TALLAHASSEE — Criticized as a toothless tiger, the Commission on Ethics wants more authority to investigate and punish wayward officials in Florida.

The watchdog agency wants to seize the moment at a time when a string of scandals has seized public attention and a statewide grand jury is launching a major public corruption inquiry.

But only the Legislature can expand or restrict the commission's powers. Legislators have long been wary of giving the agency more clout, partly out of a fear that it would lead to witch hunts aimed at lawmakers themselves.

"This state has been rocked by ethics scandals from one end to the other over the past year," said Cheryl Forchilli of Tampa, head of the bipartisan, nine-member commission. "The public consciousness has really been raised to the level of corruption and unethical practices. If there's ever been political will, it's going to be now. We've attempted to craft proposals that don't overreach."

The past year has brought indictments against a state legislator, a Broward County commissioner and School Board member and a prominent Hollywood lobbyist, and a wide-ranging criminal inquiry into a major Broward County fundraiser that has seen federal agents questioning senators.

But much of the ethics commission's time appears to involve petty violations or small-town politics — like a case involving a Little League umpire fired by the town of Century's recreation department.

The commission is promoting a package of proposed legislative changes, including:

• Giving the commission staff power to initiate investigations based on "reliable and publicly disseminated information" and without a formal complaint being filed, as the law now requires. Such investigations would require a supermajority vote by the full commission (at least six of nine members).

• Imposing a tenfold increase in the maximum fine for violations, from $10,000 to $100,000.

• Lowering the burden of proof for a violation, from the current standard of clear and convincing evidence to a preponderance of the evidence.

"Any watchdog agency that has no ability to initiate an investigation is just inherently limited in how effective it can be," Forchilli said.

A similar proposal has been advanced in previous years with no action by a resistant Legislature.

"All these things are generally dead on arrival," said Mark Herron, a lawyer who represents public officials accused of ethics violations and who served on the commission in the 1980s.

He opposes most of the proposed changes to the ethics laws.

"By reducing the burden of proof, you're doing a disservice to the entire process," Herron said. "If you're going to damage someone's reputation and call them a corrupt public official, you ought to have a clear and convincing standard."

Raising the maximum fine to $100,000 makes no sense, he said, noting that the maximum fine for a life felony in Florida is $15,000 (though such crimes also carry lengthy prison terms).

Forchilli said that the current fines are laughably low and that the agency needs a much broader range of potential fines to mete out appropriate penalties.

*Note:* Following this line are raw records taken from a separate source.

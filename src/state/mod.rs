//! Application state, split into isolated slices. One `AppState` is built
//! per application instance and passed to whoever needs it.

pub mod chat_list;
pub mod conversation;
pub mod favourites;
pub mod session;
pub mod theme;

pub use chat_list::ChatList;
pub use conversation::{ChatMessage, Conversation, Role};
pub use favourites::Favourites;
pub use session::{Session, SessionState};
pub use theme::{Theme, ThemeState};

#[derive(Default)]
pub struct AppState {
    session: SessionState,
    chats: ChatList,
    favourites: Favourites,
    theme: ThemeState,
    conversation: Conversation,
}

impl AppState {
    pub fn new() -> Self {
        Self::default()
    }

    pub fn session(&self) -> &SessionState {
        &self.session
    }

    pub fn chats(&self) -> &ChatList {
        &self.chats
    }

    pub fn favourites(&self) -> &Favourites {
        &self.favourites
    }

    pub fn theme(&self) -> &ThemeState {
        &self.theme
    }

    pub fn conversation(&self) -> &Conversation {
        &self.conversation
    }
}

She noted corruption cases in South Florida involving tens of millions of dollars.

"A $2,000 fine for an ethics violation becomes a cost of doing business," Forchilli said.

Any proposed changes to the ethics laws will be reviewed by the Senate Ethics and Elections Committee — which is chaired by freshman Sen. John Thrasher, R-St. Augustine, who has extensive firsthand experience with the subject.

Thrasher has been cited twice for ethics violations, once as a House member for illegally representing a client for a state agency and later for lobbying the Legislature less than two years after leaving office.

As a Clay County commissioner in 2006, Thrasher was cleared by the commission of an ethics allegation after he voted to award a contract to a garbage firm he had represented as a lobbyist.

As House speaker in 1999, Thrasher blocked legislation that would have beefed up the ethics commission's power, saying it could lead to "witch hunts."

Thrasher promised to keep an open mind, but said he did not know enough about the proposals to comment in detail.

He said his priorities at the moment are confirming hundreds of political appointees of Gov. Charlie Crist and changing the way legislative leaders can raise campaign money.

"We've got to have an ethics commission. I certainly agree with that," Thrasher said. "If they have some ideas to make it better, it's something we'll certainly look at."

Forchilli says the time is now to give her agency more authority.

"I think the legislative leadership, in the current climate, should be ready to lead the charge to make these changes," she said. "That is our hope."

Steve Bousquet can be reached at [email protected] or (850) 224-7263.

.Fast facts

Its role, structure

The Florida Commission on Ethics interprets and applies Florida's ethics laws. Its nine members are appointed to two-year terms. Five members are named by the governor, two by the president of the Senate and two by the speaker of the House. The commission must be bipartisan. Members serve without pay.

Florida's Commission on Ethics seeks more power, autonomy 12/12/09 [Last modified: Saturday, December 12, 2009 10:50pm]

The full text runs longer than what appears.